# Any RV Club Chapters in SF Bay Area?



## dtbraun (Oct 6, 2004)

A decade ago when I had my Safari motorhome, I decided I wanted to get into a Good Sam chapter so we could go on periodic group outings. What I found was all the chapters were really 'old' and didn't want kids around. So Sue Bray of Good Sam talked me into starting a family chapter. It lasted a few years and we all had some really great times. We probably got to ten families. But then I got rid of RV and my kids got heavy into horse showing. Playin' Again Sams lasted awhile longer then faded.

What I remember was it was fun camping with a bunch of people you got to know. You did activities, socialized, saw the sights together, etc. The kids always had a great time playing with each other. The outings gave everyone something to plan and look forward to. Then every year we had a holiday party at someone's house to finish out the year and get ready to start the next.

Does anyone know of any 'family' RV chapters close to the San Francisco Bay Area? Martinez is in the east bay near the Delta. My daughters are 14 and 11, so other families with teens would be great.


----------



## Y-Guy (Jan 30, 2004)

Dan I'm going to give you a link to a group I was a part of when I lived in Stockton, folks in the group come from the Bay area, East Bay, Sac, up around Ukiah and even down around LA. The group is called the Nick-Neff-Coughers, which stands for North Central California Non-Exclusive PopUp & Hybrid Camping Organization of Friendly Folks. It started off as a group that wasn't just Popup owners, but some of us had Hybrids too, and I know they would welcome an Outback owner too. It is anything but a formal rules type of club, they exist to camp and have fun. Here is their website. I miss the group tons and would encourage you to check them out, though be aware of their tom-foolery!
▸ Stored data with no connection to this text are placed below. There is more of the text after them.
//! CRM table and column metadata used as prompt context for query generation.
//!
//! The on-disk format is a JSON object keyed by table name:
//!
//! ```json
//! { "Account": { "sfdc_description": "...", "columns": [
//!     { "name": "Industry", "type": "varchar", "sfdc_description": "...",
//!       "possible_values": ["Banking", "Retail"] } ] } }
//! ```
//!
//! Keys this module does not interpret (`salesforce_name`, `salesforce_label`, ...)
//! are preserved on round trip.

use std::collections::BTreeMap;
use std::fs;
use std::path::{Path, PathBuf};

use serde::{Deserialize, Serialize};
use serde_json::{Map, Value};
use thiserror::Error;

pub const TABLE_DESCRIPTION_KEY: &str = "_table_description";

#[derive(Debug, Error)]
pub enum SchemaError {
    #[error("could not read metadata file `{path}`: {source}")]
    Read { path: PathBuf, source: std::io::Error },
    #[error("could not write metadata file `{path}`: {source}")]
    Write { path: PathBuf, source: std::io::Error },
    #[error("metadata is not valid JSON: {0}")]
    Parse(#[from] serde_json::Error),
}

#[derive(Clone, Debug, PartialEq, Serialize, Deserialize)]
pub struct ColumnMetadata {
    pub name: String,
    #[serde(rename = "type", default)]
    pub data_type: String,
    #[serde(rename = "sfdc_description", alias = "description", default)]
    pub description: String,
    #[serde(default, skip_serializing_if = "Option::is_none")]
    pub possible_values: Option<Vec<Value>>,
    #[serde(flatten)]
    pub extra: Map<String, Value>,
}

impl ColumnMetadata {
    pub fn new(
        name: impl Into<String>,
        data_type: impl Into<String>,
        description: impl Into<String>,
    ) -> Self {
        Self {
            name: name.into(),
            data_type: data_type.into(),
            description: description.into(),
            possible_values: None,
            extra: Map::new(),
        }
    }
}

#[derive(Clone, Debug, Default, PartialEq, Serialize, Deserialize)]
pub struct TableMetadata {
    #[serde(rename = "sfdc_description", alias = "description", default)]
    pub description: String,
    #[serde(default)]
    pub columns: Vec<ColumnMetadata>,
    #[serde(flatten)]
    pub extra: Map<String, Value>,
}

impl TableMetadata {
    pub fn column(&self, name: &str) -> Option<&ColumnMetadata> {
        self.columns.iter().find(|column| column.name == name)
    }
}

#[derive(Clone, Debug, Default, PartialEq, Serialize, Deserialize)]
#[serde(transparent)]
pub struct SchemaCatalog {
    tables: BTreeMap<String, TableMetadata>,
}

impl SchemaCatalog {
    pub fn load(path: &Path) -> Result<Self, SchemaError> {
        let raw = fs::read_to_string(path)
            .map_err(|source| SchemaError::Read { path: path.to_path_buf(), source })?;
        Self::from_json(&raw)
    }

    /// Like [`SchemaCatalog::load`] but an absent file yields an empty catalog.
    pub fn load_or_empty(path: &Path) -> Result<Self, SchemaError> {
        if !path.exists() {
            return Ok(Self::default());
        }
        Self::load(path)
    }

    pub fn from_json(raw: &str) -> Result<Self, SchemaError> {
        Ok(serde_json::from_str(raw)?)
    }

    pub fn save(&self, path: &Path) -> Result<(), SchemaError> {
        let mut rendered = serde_json::to_string_pretty(self)?;
        rendered.push('\n');
        fs::write(path, rendered)
            .map_err(|source| SchemaError::Write { path: path.to_path_buf(), source })
    }

    pub fn insert(&mut self, name: impl Into<String>, table: TableMetadata) {
        self.tables.insert(name.into(), table);
    }

    pub fn table(&self, name: &str) -> Option<&TableMetadata> {
        self.tables.get(name)
    }

    pub fn table_names(&self) -> impl Iterator<Item = &str> {
        self.tables.keys().map(String::as_str)
    }

    pub fn len(&self) -> usize {
        self.tables.len()
    }

    pub fn is_empty(&self) -> bool {
        self.tables.is_empty()
    }

    /// Drops tables that the warehouse does not report. Returns the dropped names.
    pub fn retain_tables<S: AsRef<str>>(&mut self, existing: &[S]) -> Vec<String> {
        let mut dropped = Vec::new();
        self.tables.retain(|name, _| {
            let keep = existing.iter().any(|candidate| candidate.as_ref() == name);
            if !keep {
                dropped.push(name.clone());
            }
            keep
        });
        dropped
    }

    /// Previously recorded, non-empty description of a column.
    pub fn column_description(&self, table: &str, column: &str) -> Option<&str> {
        self.table(table)?
            .column(column)
            .map(|column| column.description.as_str())
            .filter(|description| !description.trim().is_empty())
    }

    pub fn table_description(&self, table: &str) -> Option<&str> {
        self.table(table)
            .map(|table| table.description.as_str())
            .filter(|description| !description.trim().is_empty())
    }

    /// Pretty JSON of the catalog as it is embedded into prompts.
    pub fn render(&self) -> Result<String, SchemaError> {
        Ok(serde_json::to_string_pretty(self)?)
    }
}

/// Hand-written descriptions that take priority over anything recorded or generated.
/// Keyed by table, then column; the `_table_description` key describes the table.
#[derive(Clone, Debug, Default, PartialEq, Eq, Serialize, Deserialize)]
#[serde(transparent)]
pub struct ExtraDescriptions {
    tables: BTreeMap<String, BTreeMap<String, String>>,
}

impl ExtraDescriptions {
    pub fn load(path: &Path) -> Result<Self, SchemaError> {
        let raw = fs::read_to_string(path)
            .map_err(|source| SchemaError::Read { path: path.to_path_buf(), source })?;
        Ok(serde_json::from_str(&raw)?)
    }

    pub fn column(&self, table: &str, column: &str) -> Option<&str> {
        self.tables
            .get(table)?
            .get(column)
            .map(String::as_str)
            .filter(|description| !description.trim().is_empty())
    }

    pub fn table(&self, table: &str) -> Option<&str> {
        self.column(table, TABLE_DESCRIPTION_KEY)
    }
}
Why join? What other club winterizes their campers like this?


----------



## BigBadBrain (Aug 26, 2004)

Winterizing? I thought that was prep for a regular outing. Napa Valley camping!


----------



## hatcityhosehauler (Feb 13, 2004)

At least I wasn't the only one thinking that......But where do you put the Merlot?

Tim


----------



## Paul_in_Ohio (Sep 29, 2004)

In my glass, Please!


----------